Collagen type II–induced arthritis is a CD4+ T-cell–dependent chronic inflammation in susceptible DBA/1 mice and represents an animal model of human rheumatoid arthritis. We found that development of this condition, and even established disease, are inhibited by an agonistic anti-4-1BB monoclonal antibody.

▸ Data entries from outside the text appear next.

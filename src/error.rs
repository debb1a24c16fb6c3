//! Error types for a report run

use thiserror::Error;
use tracing::error;

/// Where in the session lifecycle a driver error was raised
#[derive(Debug, Clone, Copy, PartialEq, Eq)]
pub enum Stage {
    Connect,
    Prepare,
    Query,
    Close,
}

impl Stage {
    fn as_str(self) -> &'static str {
        match self {
            Stage::Connect => "connect",
            Stage::Prepare => "prepare",
            Stage::Query => "query",
            Stage::Close => "close",
        }
    }
}

#[derive(Debug, Error)]
pub enum ReportError {
    #[error("Database connection error: {0}")]
    Connection(#[source] sqlx::Error),

    #[error("Unexpected database error: {0}")]
    Unexpected(#[source] sqlx::Error),

    #[error("{0}")]
    NoData(&'static str),

    #[error("Database connection is already closed")]
    Closed,

    #[error("Failed to write report: {0}")]
    Output(#[from] std::io::Error),
}

impl ReportError {
    /// Sort a driver error into the connection or unexpected class and log it.
    ///
    /// Transport-level failures are connection errors at any stage. A database
    /// error is only a connection error while opening the database; later it
    /// means the statement itself was rejected.
    pub fn classify(stage: Stage, err: sqlx::Error) -> Self {
        let connection = match &err {
            sqlx::Error::Io(_)
            | sqlx::Error::Tls(_)
            | sqlx::Error::Configuration(_)
            | sqlx::Error::PoolTimedOut
            | sqlx::Error::PoolClosed
            | sqlx::Error::WorkerCrashed => true,
            sqlx::Error::Database(_) => stage == Stage::Connect,
            _ => false,
        };

        if connection {
            error!(stage = stage.as_str(), error = ?err, "DB connection error: {}", err);
            ReportError::Connection(err)
        } else {
            error!(stage = stage.as_str(), error = ?err, "Unexpected DB error: {}", err);
            ReportError::Unexpected(err)
        }
    }

    pub fn is_connection(&self) -> bool {
        matches!(self, ReportError::Connection(_))
    }
}

#[cfg(test)]
mod tests {
    use super::*;

    #[test]
    fn io_errors_are_connection_errors_at_every_stage() {
        for stage in [Stage::Connect, Stage::Prepare, Stage::Query, Stage::Close] {
            let err = sqlx::Error::Io(std::io::Error::new(
                std::io::ErrorKind::ConnectionReset,
                "reset by peer",
            ));
            assert!(ReportError::classify(stage, err).is_connection());
        }
    }

    #[test]
    fn row_errors_are_unexpected() {
        let err = ReportError::classify(Stage::Query, sqlx::Error::RowNotFound);
        assert!(matches!(err, ReportError::Unexpected(_)));
    }

    #[test]
    fn no_data_displays_its_message() {
        let err = ReportError::NoData("No article data to display!");
        assert_eq!(err.to_string(), "No article data to display!");
    }
}
//! SQL statements issued by a report run

// Turns the connection into a read-only cursor for the rest of the session
pub const QUERY_ONLY: &str = "PRAGMA query_only = ON";

// Requests per article, most viewed first. Bind: row limit
pub const TOP_ARTICLES: &str = r#"
SELECT articles.title, path_counts.views
FROM articles
JOIN (
    SELECT path, COUNT(path) AS views
    FROM log
    WHERE path LIKE '/article/%'
    GROUP BY path
) AS path_counts
ON path_counts.path = '/article/' || articles.slug
ORDER BY path_counts.views DESC
LIMIT ?
"#;

// Requests summed over each author's articles, most viewed first
pub const TOP_AUTHORS: &str = r#"
SELECT authors.name, author_views.views
FROM (
    SELECT articles.author AS author, SUM(path_counts.views) AS views
    FROM articles
    JOIN (
        SELECT path, COUNT(path) AS views
        FROM log
        WHERE path LIKE '/article/%'
        GROUP BY path
    ) AS path_counts
    ON path_counts.path = '/article/' || articles.slug
    GROUP BY articles.author
) AS author_views
JOIN authors ON author_views.author = authors.id
ORDER BY author_views.views DESC
"#;

// Days whose error share is above the threshold. Bind: threshold percent.
// An error is anything that is not "200 OK" and sits in the 4xx or 5xx class.
// Days without errors get a NULL percent and drop out of the filter.
// The offset is cut before bucketing: date() rejects short offsets like "+00".
pub const BAD_DAYS: &str = r#"
SELECT day, percent
FROM (
    SELECT
        totals.day AS day,
        (CAST(errors.errs AS REAL) / totals.total) * 100.0 AS percent
    FROM (
        SELECT date(substr(time, 1, 19)) AS day, COUNT(1) AS total
        FROM log
        GROUP BY day
    ) AS totals
    LEFT JOIN (
        SELECT date(substr(time, 1, 19)) AS day, COUNT(1) AS errs
        FROM log
        WHERE status != '200 OK'
          AND (
              -- client error
              status LIKE '4%' OR
              -- server error
              status LIKE '5%'
          )
        GROUP BY day
    ) AS errors
    ON totals.day = errors.day
) AS daily
WHERE percent > ?
ORDER BY day
"#;
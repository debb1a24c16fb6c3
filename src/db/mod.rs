//! Database session: one connection, opened once, closed exactly once

#[cfg(test)]
pub(crate) mod fixtures;
pub mod schema;

use futures::future::BoxFuture;
use futures::FutureExt;
use sqlx::{Connection, SqliteConnection};
use std::panic::{self, AssertUnwindSafe};
use tracing::{debug, error, info, warn};

use crate::config::DatabaseConfig;
use crate::error::{ReportError, Stage};

/// A live connection prepared for read-only queries.
///
/// The connection is handed out through [`Session::connection`] until
/// [`Session::release`] closes it; after that every access fails with
/// [`ReportError::Closed`].
pub struct Session {
    name: String,
    conn: Option<SqliteConnection>,
}

impl Session {
    /// Open the configured database and prepare the cursor.
    pub async fn acquire(config: &DatabaseConfig) -> Result<Self, ReportError> {
        // Never create the file: a missing database is a connection error
        let mode = if config.read_only { "ro" } else { "rw" };
        let url = format!("sqlite:{}?mode={}", config.name, mode);

        debug!("Opening database {}", url);
        let conn = SqliteConnection::connect(&url)
            .await
            .map_err(|e| ReportError::classify(Stage::Connect, e))?;

        Self::attach(config.name.clone(), conn).await
    }

    /// Prepare an already open connection as the session cursor.
    pub async fn attach(name: impl Into<String>, mut conn: SqliteConnection) -> Result<Self, ReportError> {
        let name = name.into();

        if let Err(e) = sqlx::query(schema::QUERY_ONLY).execute(&mut conn).await {
            let err = ReportError::classify(Stage::Prepare, e);
            if let Err(close_err) = conn.close().await {
                warn!("Failed to close half-open connection to {}: {}", name, close_err);
            }
            return Err(err);
        }

        info!("Connected to database {}", name);
        Ok(Self {
            name,
            conn: Some(conn),
        })
    }

    pub fn name(&self) -> &str {
        &self.name
    }

    pub fn is_open(&self) -> bool {
        self.conn.is_some()
    }

    /// The cursor for running queries, as long as the session is open.
    pub fn connection(&mut self) -> Result<&mut SqliteConnection, ReportError> {
        self.conn.as_mut().ok_or(ReportError::Closed)
    }

    /// Close the connection. A second call fails with [`ReportError::Closed`].
    pub async fn release(&mut self) -> Result<(), ReportError> {
        let Some(conn) = self.conn.take() else {
            error!("Release called on closed session {}", self.name);
            return Err(ReportError::Closed);
        };

        conn.close()
            .await
            .map_err(|e| ReportError::classify(Stage::Close, e))?;

        info!("Closed database {}", self.name);
        Ok(())
    }

    /// Run `body` against this session and release it afterwards, whether
    /// the body returns normally, fails, or panics.
    ///
    /// A failed release after a failed body is logged and the body's error
    /// wins.
    pub async fn within<T, F>(&mut self, body: F) -> Result<T, ReportError>
    where
        F: for<'s> FnOnce(&'s mut Session) -> BoxFuture<'s, Result<T, ReportError>>,
    {
        let outcome = AssertUnwindSafe(body(&mut *self)).catch_unwind().await;
        let released = self.release().await;

        match outcome {
            Ok(Ok(value)) => released.map(|_| value),
            Ok(Err(err)) => {
                if let Err(close_err) = released {
                    error!("Release failed after '{}': {}", err, close_err);
                }
                Err(err)
            }
            Err(payload) => {
                if let Err(close_err) = released {
                    error!("Release failed after panic: {}", close_err);
                }
                panic::resume_unwind(payload)
            }
        }
    }
}

impl Drop for Session {
    fn drop(&mut self) {
        if self.is_open() {
            warn!("Session {} dropped without release", self.name);
        }
    }
}

/// Acquire a session for `config`, run `body`, and release it on every exit path.
pub async fn scoped<T, F>(config: &DatabaseConfig, body: F) -> Result<T, ReportError>
where
    F: for<'s> FnOnce(&'s mut Session) -> BoxFuture<'s, Result<T, ReportError>>,
{
    let mut session = Session::acquire(config).await?;
    session.within(body).await
}
mod completion;
mod dispatch;
mod error;
mod log;
mod prompt;
mod render;
mod runner;
mod services;

use std::path::PathBuf;
use std::process;

use clap::error::ErrorKind;
use clap::Parser;
use clap_complete::Shell;
use stepup_core::Deployment;

use crate::error::ExitStatus;

#[derive(Parser, Debug)]
#[command(name = "stepup")]
#[command(about = "Sequential upgrade step runner", long_about = None)]
pub(crate) struct Cli {
    /// Stop managed services before executing steps
    #[arg(long)]
    autostop: bool,
    /// Answer yes to every step prompt (unattended mode)
    #[arg(long, short = 'y')]
    assumeyes: bool,
    /// Plan the run without executing any step
    #[arg(long)]
    dry_run: bool,
    /// Suppress terminal output; fatal codes still print
    #[arg(long, short = 'q')]
    quiet: bool,
    /// List pending steps and exit without executing
    #[arg(long)]
    describe: bool,
    /// Print pending steps as JSON and exit
    #[arg(long)]
    json: bool,
    /// Print the full error representation on fatal errors
    #[arg(long)]
    trace: bool,
    /// Do not verify that managed services are stopped
    #[arg(long)]
    skip_service_check: bool,
    /// Do not require running as root
    #[arg(long)]
    skip_root_check: bool,
    /// Force the target deployment instead of detecting it
    #[arg(long, value_parser = parse_deployment, value_name = "DEPLOYMENT")]
    deployment: Option<Deployment>,
    /// Read settings from this file instead of the default
    #[arg(long, value_name = "PATH")]
    config: Option<PathBuf>,
    /// Print a completion script for the given shell and exit
    #[arg(long, value_enum, value_name = "SHELL")]
    completions: Option<Shell>,
}

fn parse_deployment(value: &str) -> Result<Deployment, String> {
    Deployment::parse(value)
        .ok_or_else(|| format!("unknown deployment '{value}': expected katello, headpin, or sam"))
}

fn main() {
    let cli = match Cli::try_parse() {
        Ok(cli) => cli,
        Err(err) => {
            let status = match err.kind() {
                ErrorKind::DisplayHelp | ErrorKind::DisplayVersion => ExitStatus::Success,
                _ => ExitStatus::OptionParse,
            };
            let _ = err.print();
            process::exit(status.code());
        }
    };
    process::exit(dispatch::run(cli).code());
}

#[cfg(test)]
mod tests;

Anti-4-1BB suppressed serum antibodies to collagen type II and CD4+ T-cell recall responses to collagen type II. Crosslinking of 4-1BB evoked an antigen-specific, active suppression mechanism that differed from the results of blocking the interaction between 4-1BB and its ligand, 4-1BBL. Anti-4-1BB monoclonal antibodies induced massive, antigen-dependent clonal expansion of CD11c+CD8+ T cells and accumulation of indoleamine 2,3-dioxygenase in CD11b+ monocytes and CD11c+ dendritic cells. Both anti-interferon-γ and 1-methyltryptophan, a pharmacological inhibitor of indoleamine 2,3-dioxygenase, reversed the anti-4-1BB effect. We conclude that the suppression of collagen-induced arthritis was caused by an expansion of new CD11c+CD8+ T cells, and that interferon-γ produced by these cells suppresses antigen-specific CD4+ T cells through an indoleamine 2,3-dioxygenase–dependent mechanism.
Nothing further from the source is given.